* **ASSIGNMENT**: Which lines of the entries contain the word "data"? Please list them.

* **RECORD EXTRACTS**:
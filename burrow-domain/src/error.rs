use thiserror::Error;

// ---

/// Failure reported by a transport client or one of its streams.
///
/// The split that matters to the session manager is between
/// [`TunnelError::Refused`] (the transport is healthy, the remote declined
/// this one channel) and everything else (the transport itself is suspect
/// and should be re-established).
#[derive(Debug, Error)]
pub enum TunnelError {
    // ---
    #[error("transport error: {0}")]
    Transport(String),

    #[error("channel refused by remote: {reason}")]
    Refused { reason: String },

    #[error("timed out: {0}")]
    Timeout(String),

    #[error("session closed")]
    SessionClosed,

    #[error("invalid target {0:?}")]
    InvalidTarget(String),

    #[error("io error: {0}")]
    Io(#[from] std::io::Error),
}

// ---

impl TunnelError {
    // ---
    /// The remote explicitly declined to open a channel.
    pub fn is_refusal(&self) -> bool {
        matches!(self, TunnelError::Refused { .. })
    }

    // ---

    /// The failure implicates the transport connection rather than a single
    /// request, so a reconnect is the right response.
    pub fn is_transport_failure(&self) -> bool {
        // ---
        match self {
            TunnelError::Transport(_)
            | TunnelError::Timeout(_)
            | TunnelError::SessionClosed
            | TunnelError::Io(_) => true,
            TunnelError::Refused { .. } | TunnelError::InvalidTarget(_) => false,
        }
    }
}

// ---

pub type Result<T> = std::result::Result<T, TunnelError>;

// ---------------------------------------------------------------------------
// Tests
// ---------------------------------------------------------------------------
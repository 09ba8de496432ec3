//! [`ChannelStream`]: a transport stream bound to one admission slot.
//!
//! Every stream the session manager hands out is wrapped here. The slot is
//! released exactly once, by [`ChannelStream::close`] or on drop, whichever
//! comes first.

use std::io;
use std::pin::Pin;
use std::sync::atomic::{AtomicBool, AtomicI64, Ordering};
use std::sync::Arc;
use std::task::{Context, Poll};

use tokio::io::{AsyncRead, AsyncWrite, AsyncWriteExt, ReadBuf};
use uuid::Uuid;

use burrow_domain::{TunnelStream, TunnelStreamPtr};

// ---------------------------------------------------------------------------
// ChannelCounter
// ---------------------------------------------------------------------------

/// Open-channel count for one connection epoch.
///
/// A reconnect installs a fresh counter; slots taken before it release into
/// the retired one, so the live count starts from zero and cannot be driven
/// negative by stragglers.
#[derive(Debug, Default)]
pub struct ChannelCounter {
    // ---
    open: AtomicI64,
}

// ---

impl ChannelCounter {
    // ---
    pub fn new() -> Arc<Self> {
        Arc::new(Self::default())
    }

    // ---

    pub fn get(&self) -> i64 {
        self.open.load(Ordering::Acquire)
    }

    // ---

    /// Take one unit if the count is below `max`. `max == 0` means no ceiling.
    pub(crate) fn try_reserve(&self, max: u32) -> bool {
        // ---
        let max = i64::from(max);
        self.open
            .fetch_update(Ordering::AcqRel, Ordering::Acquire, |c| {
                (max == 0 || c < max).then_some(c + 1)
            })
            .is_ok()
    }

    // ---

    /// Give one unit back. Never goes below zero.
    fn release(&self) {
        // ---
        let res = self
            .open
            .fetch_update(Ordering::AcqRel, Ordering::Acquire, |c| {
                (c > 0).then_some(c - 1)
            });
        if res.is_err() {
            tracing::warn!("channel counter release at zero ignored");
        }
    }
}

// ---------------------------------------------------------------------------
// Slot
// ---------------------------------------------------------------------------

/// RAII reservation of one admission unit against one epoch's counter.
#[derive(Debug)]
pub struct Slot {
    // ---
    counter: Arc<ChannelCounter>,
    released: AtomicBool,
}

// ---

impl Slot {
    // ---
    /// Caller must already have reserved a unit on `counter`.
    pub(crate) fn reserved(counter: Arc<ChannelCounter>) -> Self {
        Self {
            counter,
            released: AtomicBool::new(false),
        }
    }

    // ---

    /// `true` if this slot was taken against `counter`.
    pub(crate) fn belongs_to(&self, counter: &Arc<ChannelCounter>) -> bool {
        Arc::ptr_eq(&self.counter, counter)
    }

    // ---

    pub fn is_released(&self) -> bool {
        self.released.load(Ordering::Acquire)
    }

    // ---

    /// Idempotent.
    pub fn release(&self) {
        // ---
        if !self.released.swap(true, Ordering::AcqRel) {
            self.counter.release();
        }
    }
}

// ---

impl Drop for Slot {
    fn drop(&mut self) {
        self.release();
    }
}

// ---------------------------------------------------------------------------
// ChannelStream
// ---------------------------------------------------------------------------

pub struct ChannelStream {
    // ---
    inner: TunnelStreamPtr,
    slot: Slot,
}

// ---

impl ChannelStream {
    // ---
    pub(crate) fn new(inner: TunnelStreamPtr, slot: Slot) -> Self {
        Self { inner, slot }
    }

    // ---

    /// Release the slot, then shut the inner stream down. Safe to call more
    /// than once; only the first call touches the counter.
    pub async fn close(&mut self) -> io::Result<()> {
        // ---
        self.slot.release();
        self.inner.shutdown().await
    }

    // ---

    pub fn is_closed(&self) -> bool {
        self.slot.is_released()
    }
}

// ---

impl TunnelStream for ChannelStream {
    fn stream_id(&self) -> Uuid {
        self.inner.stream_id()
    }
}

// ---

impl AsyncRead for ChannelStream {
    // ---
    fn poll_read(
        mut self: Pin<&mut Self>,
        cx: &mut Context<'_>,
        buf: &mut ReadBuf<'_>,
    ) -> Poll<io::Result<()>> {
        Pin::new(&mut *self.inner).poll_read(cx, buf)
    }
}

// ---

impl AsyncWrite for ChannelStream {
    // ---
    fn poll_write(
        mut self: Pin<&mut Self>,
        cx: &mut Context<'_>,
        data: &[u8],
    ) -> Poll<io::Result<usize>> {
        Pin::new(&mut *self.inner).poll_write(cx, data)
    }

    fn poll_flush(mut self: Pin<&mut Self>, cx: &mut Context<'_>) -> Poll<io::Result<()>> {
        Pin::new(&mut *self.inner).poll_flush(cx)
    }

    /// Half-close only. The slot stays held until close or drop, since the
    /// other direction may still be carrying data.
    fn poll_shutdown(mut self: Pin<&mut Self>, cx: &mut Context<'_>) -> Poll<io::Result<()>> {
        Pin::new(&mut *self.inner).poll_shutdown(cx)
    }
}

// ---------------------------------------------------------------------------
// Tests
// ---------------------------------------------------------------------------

* **ANSWER SECTION**:
        data: &[u8],
        Pin::new(&mut *self.inner).poll_write(cx, data)
    /// other direction may still be carrying data.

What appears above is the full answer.